WHAT IS NEEDED :: Please give the data again in full, exactly as it reads.

MATERIALS PROVIDED Block Start

#![allow(dead_code)]

use eco_routing::{GeoPoint, RouteSegment};

pub fn init_tracing() {
    let _ = tracing_subscriber::fmt()
        .with_max_level(tracing::Level::DEBUG)
        .with_test_writer()
        .try_init();
}

pub fn point(lat: f64, lng: f64) -> GeoPoint {
    GeoPoint::new(lat, lng).unwrap()
}

pub fn new_york() -> GeoPoint {
    point(40.712776, -74.005974)
}

pub fn chicago() -> GeoPoint {
    point(41.878113, -87.629799)
}

pub fn los_angeles() -> GeoPoint {
    point(34.052235, -118.243683)
}

pub fn create_segments(legs: &[(GeoPoint, GeoPoint)]) -> Vec<RouteSegment> {
    legs.iter()
        .map(|&(start, end)| RouteSegment::new(start, end))
        .collect()
}

/// Coordinates on a `rows` x `cols` grid, 0.1 degree apart.
pub fn create_point_grid(rows: usize, cols: usize) -> Vec<Vec<GeoPoint>> {
    (0..rows)
        .map(|row| {
            (0..cols)
                .map(|col| point(row as f64 * 0.1, col as f64 * 0.1))
                .collect()
        })
        .collect()
}

/// Segments linking every grid point to its right and lower neighbour.
pub fn create_grid_segments(grid: &[Vec<GeoPoint>]) -> Vec<RouteSegment> {
    let mut segments = Vec::new();
    for (row, points) in grid.iter().enumerate() {
        for (col, &start) in points.iter().enumerate() {
            if col + 1 < points.len() {
                segments.push(RouteSegment::new(start, points[col + 1]));
            }
            if row + 1 < grid.len() {
                segments.push(RouteSegment::new(start, grid[row + 1][col]));
            }
        }
    }
    segments
}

MATERIALS PROVIDED Block End

RESULT ::
#![allow(dead_code)]

use eco_routing::{GeoPoint, RouteSegment};

pub fn init_tracing() {
    let _ = tracing_subscriber::fmt()
        .with_max_level(tracing::Level::DEBUG)
        .with_test_writer()
        .try_init();
}

pub fn point(lat: f64, lng: f64) -> GeoPoint {
    GeoPoint::new(lat, lng).unwrap()
}

pub fn new_york() -> GeoPoint {
    point(40.712776, -74.005974)
}

pub fn chicago() -> GeoPoint {
    point(41.878113, -87.629799)
}

pub fn los_angeles() -> GeoPoint {
    point(34.052235, -118.243683)
}

pub fn create_segments(legs: &[(GeoPoint, GeoPoint)]) -> Vec<RouteSegment> {
    legs.iter()
        .map(|&(start, end)| RouteSegment::new(start, end))
        .collect()
}

/// Coordinates on a `rows` x `cols` grid, 0.1 degree apart.
pub fn create_point_grid(rows: usize, cols: usize) -> Vec<Vec<GeoPoint>> {
    (0..rows)
        .map(|row| {
            (0..cols)
                .map(|col| point(row as f64 * 0.1, col as f64 * 0.1))
                .collect()
        })
        .collect()
}

/// Segments linking every grid point to its right and lower neighbour.
pub fn create_grid_segments(grid: &[Vec<GeoPoint>]) -> Vec<RouteSegment> {
    let mut segments = Vec::new();
    for (row, points) in grid.iter().enumerate() {
        for (col, &start) in points.iter().enumerate() {
            if col + 1 < points.len() {
                segments.push(RouteSegment::new(start, points[col + 1]));
            }
            if row + 1 < grid.len() {
                segments.push(RouteSegment::new(start, grid[row + 1][col]));
            }
        }
    }
    segments
}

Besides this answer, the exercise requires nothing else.